Exercise details: Nothing but a number belongs in the answer: the count of lines below that contain the word "PartialEq".

Start of Stored data

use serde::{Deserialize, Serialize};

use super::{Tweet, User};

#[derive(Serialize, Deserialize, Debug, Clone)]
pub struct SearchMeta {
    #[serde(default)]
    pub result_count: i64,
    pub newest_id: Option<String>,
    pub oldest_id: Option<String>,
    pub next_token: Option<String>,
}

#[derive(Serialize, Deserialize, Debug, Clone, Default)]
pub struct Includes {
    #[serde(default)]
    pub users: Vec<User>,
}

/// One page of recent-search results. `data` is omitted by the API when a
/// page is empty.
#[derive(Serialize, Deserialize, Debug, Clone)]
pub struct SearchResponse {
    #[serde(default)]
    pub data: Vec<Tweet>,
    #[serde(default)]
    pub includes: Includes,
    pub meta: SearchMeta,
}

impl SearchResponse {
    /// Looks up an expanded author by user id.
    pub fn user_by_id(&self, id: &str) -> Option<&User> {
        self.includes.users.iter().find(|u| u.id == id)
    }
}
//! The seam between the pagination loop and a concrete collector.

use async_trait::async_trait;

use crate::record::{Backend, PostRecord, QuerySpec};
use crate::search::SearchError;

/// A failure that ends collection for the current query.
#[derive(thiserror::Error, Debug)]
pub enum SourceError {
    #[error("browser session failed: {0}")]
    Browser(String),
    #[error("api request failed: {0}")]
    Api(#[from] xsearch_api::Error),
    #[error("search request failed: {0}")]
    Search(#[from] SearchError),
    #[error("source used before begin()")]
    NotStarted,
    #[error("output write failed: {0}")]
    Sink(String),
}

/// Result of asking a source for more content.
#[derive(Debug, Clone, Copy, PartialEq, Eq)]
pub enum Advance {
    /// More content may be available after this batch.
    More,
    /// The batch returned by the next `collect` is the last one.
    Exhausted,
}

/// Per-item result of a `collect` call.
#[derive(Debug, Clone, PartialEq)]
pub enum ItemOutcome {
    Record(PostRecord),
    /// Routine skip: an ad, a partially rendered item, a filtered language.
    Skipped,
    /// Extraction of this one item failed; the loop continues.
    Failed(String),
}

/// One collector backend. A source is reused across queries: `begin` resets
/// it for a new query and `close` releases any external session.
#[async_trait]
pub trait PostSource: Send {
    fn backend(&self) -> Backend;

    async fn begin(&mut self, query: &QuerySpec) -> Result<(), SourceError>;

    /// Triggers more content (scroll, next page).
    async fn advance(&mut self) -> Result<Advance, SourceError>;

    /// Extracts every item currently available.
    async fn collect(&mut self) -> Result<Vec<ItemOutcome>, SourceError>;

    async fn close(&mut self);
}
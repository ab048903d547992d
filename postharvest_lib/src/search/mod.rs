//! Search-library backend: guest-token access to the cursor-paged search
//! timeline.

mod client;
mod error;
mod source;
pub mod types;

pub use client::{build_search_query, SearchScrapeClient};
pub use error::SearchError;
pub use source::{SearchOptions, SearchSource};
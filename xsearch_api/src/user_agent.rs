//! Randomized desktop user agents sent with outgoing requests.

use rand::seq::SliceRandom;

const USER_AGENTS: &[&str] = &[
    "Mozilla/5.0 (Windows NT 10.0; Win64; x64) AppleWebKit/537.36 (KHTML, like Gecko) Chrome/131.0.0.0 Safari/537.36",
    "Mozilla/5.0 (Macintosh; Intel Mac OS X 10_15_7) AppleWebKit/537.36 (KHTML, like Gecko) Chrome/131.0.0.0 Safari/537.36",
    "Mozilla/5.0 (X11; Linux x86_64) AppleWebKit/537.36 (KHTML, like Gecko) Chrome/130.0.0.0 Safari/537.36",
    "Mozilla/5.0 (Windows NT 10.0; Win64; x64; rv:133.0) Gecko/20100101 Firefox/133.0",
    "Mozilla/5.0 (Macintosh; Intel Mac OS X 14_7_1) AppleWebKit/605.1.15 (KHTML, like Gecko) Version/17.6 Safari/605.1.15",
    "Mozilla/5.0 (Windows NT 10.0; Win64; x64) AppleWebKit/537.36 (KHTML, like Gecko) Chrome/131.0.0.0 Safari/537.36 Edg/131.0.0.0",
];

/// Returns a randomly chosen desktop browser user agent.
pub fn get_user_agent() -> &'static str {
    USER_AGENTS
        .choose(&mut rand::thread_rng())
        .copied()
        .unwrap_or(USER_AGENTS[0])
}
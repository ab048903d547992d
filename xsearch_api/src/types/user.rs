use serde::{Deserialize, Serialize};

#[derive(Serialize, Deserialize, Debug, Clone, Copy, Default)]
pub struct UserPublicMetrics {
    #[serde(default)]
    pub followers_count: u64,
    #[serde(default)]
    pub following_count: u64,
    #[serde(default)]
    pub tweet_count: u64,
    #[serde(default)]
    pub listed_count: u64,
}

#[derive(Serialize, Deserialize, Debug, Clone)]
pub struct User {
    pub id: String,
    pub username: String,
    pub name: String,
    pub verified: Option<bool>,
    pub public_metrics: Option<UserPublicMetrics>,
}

End of Stored data

Reply: 2